Your goal >> Please report every line of the listing below that has the word "impl" in it.

Data listing >>
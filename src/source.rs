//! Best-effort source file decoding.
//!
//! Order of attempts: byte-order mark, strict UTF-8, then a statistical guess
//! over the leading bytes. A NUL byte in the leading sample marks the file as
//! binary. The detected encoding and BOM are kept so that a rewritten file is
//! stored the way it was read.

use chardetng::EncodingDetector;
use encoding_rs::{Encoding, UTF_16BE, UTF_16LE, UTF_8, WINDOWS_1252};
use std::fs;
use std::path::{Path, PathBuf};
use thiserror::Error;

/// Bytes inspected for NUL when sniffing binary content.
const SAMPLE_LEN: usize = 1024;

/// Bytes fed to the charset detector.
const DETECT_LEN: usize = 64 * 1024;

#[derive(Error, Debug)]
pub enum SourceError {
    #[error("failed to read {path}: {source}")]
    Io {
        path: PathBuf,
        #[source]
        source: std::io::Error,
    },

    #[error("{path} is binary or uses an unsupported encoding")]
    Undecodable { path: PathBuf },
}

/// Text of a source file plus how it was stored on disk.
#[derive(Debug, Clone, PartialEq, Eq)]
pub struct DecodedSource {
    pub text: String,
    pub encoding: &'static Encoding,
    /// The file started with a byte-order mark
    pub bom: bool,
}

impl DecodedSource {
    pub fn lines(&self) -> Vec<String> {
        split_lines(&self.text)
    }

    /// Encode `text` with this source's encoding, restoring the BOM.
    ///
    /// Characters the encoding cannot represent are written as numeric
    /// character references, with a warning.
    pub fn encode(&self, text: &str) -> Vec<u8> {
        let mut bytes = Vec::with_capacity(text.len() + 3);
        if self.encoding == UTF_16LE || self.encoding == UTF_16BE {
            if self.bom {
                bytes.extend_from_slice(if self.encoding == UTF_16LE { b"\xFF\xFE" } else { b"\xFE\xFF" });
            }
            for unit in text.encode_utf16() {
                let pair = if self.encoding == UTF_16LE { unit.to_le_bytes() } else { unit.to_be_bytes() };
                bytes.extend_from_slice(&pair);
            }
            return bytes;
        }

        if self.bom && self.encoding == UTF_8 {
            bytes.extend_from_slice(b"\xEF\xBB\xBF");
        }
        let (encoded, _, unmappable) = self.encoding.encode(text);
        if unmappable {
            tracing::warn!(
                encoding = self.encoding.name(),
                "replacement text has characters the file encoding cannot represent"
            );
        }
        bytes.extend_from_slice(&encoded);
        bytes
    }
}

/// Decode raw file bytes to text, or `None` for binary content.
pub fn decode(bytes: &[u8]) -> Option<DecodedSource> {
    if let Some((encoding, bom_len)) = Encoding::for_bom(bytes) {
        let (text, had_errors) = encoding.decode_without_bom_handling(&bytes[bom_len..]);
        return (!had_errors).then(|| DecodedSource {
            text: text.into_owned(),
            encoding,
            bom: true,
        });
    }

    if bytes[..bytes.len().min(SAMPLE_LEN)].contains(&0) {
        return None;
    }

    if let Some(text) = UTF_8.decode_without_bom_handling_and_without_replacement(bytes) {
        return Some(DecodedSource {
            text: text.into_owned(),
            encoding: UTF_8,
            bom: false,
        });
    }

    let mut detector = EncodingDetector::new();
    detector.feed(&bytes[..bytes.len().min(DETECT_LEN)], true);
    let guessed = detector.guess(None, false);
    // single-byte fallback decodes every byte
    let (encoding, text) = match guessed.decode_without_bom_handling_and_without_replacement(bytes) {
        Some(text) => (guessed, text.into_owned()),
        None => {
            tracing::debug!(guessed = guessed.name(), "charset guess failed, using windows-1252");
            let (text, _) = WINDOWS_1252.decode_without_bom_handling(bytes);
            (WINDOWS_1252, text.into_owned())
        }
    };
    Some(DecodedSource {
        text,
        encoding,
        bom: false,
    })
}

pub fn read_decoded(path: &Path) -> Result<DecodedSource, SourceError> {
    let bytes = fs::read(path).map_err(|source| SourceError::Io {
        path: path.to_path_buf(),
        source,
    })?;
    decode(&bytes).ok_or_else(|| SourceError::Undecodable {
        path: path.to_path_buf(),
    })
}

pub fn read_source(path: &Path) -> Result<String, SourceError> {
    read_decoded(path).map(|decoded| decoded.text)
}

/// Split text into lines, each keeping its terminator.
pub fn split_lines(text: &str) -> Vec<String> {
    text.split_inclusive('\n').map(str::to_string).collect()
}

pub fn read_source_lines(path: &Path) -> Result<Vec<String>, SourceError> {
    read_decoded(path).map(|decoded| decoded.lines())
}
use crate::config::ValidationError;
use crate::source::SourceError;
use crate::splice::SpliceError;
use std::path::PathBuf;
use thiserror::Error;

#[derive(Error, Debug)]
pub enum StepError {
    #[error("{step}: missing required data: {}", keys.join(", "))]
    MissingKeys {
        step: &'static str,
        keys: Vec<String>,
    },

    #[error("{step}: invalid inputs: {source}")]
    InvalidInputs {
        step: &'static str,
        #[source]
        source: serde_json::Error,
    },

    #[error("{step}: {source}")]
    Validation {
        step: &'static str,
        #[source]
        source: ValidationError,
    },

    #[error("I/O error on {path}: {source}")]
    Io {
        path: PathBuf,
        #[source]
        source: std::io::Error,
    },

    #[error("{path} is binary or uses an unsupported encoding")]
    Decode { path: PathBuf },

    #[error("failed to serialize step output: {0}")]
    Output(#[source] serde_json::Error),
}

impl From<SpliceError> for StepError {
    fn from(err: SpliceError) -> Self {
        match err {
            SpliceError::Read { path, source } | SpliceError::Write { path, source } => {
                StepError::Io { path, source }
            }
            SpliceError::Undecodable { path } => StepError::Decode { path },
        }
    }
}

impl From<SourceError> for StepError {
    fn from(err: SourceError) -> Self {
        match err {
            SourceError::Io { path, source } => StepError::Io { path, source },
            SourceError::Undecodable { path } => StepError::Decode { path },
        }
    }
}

Task answer >>
impl DecodedSource {
impl From<SpliceError> for StepError {
impl From<SourceError> for StepError {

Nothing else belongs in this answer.